Requirement
Only the lines running from the line with "pub enum ApiError" to the end of the records below belong in the answer, each copied exactly.

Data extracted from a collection

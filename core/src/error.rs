//! Error types for the users API client.
//!
//! # Design
//! Remote failures are bucketed the way the coordinator needs to act on
//! them: `NotFound` for a missing resource, `Validation` for the server
//! rejecting a payload (other 4xx), `Server` for everything the client
//! cannot do anything about, `Network` when no response arrived at all.
//! `Serialization`/`Deserialization` cover local JSON failures on either
//! side of the wire.

use thiserror::Error;

/// A transport-level failure: the request never produced a response.
#[derive(Debug, Clone, Error)]
#[error("transport failure: {0}")]
pub struct TransportError(pub String);

/// Errors returned by `UserClient` parse methods and coordinator calls.
#[derive(Debug, Error)]
pub enum ApiError {
    /// No response was obtained (connection refused, DNS, broken stream).
    #[error("network error: {0}")]
    Network(String),

    /// The server returned 404 — the requested user does not exist.
    #[error("user not found")]
    NotFound,

    /// The server rejected the payload with a 4xx other than 404.
    #[error("server rejected request: HTTP {status}: {body}")]
    Validation { status: u16, body: String },

    /// The server returned a non-success status outside the 4xx range.
    #[error("server error: HTTP {status}: {body}")]
    Server { status: u16, body: String },

    /// The response body could not be deserialized into the expected type.
    #[error("deserialization failed: {0}")]
    Deserialization(String),

    /// The request payload could not be serialized to JSON.
    #[error("serialization failed: {0}")]
    Serialization(String),
}

impl From<TransportError> for ApiError {
    fn from(err: TransportError) -> Self {
        ApiError::Network(err.0)
    }
}
use tokio::net::TcpListener;
use tracing_subscriber::EnvFilter;

#[tokio::main]
async fn main() -> Result<(), std::io::Error> {
    tracing_subscriber::fmt()
        .with_env_filter(EnvFilter::try_from_default_env().unwrap_or_else(|_| "info".into()))
        .init();

    let port = std::env::var("PORT").unwrap_or_else(|_| "3000".to_string());
    let addr = format!("127.0.0.1:{port}");
    let listener = TcpListener::bind(&addr).await?;
    tracing::info!(%addr, "mock user-records backend listening");
    mock_server::run(listener).await
}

Answer space
pub enum ApiError {
    /// No response was obtained (connection refused, DNS, broken stream).
    #[error("network error: {0}")]
    Network(String),

    /// The server returned 404 — the requested user does not exist.
    #[error("user not found")]
    NotFound,

    /// The server rejected the payload with a 4xx other than 404.
    #[error("server rejected request: HTTP {status}: {body}")]
    Validation { status: u16, body: String },

    /// The server returned a non-success status outside the 4xx range.
    #[error("server error: HTTP {status}: {body}")]
    Server { status: u16, body: String },

    /// The response body could not be deserialized into the expected type.
    #[error("deserialization failed: {0}")]
    Deserialization(String),

    /// The request payload could not be serialized to JSON.
    #[error("serialization failed: {0}")]
    Serialization(String),
}

impl From<TransportError> for ApiError {
    fn from(err: TransportError) -> Self {
        ApiError::Network(err.0)
    }
}
use tokio::net::TcpListener;
use tracing_subscriber::EnvFilter;

#[tokio::main]
async fn main() -> Result<(), std::io::Error> {
    tracing_subscriber::fmt()
        .with_env_filter(EnvFilter::try_from_default_env().unwrap_or_else(|_| "info".into()))
        .init();

    let port = std::env::var("PORT").unwrap_or_else(|_| "3000".to_string());
    let addr = format!("127.0.0.1:{port}");
    let listener = TcpListener::bind(&addr).await?;
    tracing::info!(%addr, "mock user-records backend listening");
    mock_server::run(listener).await
}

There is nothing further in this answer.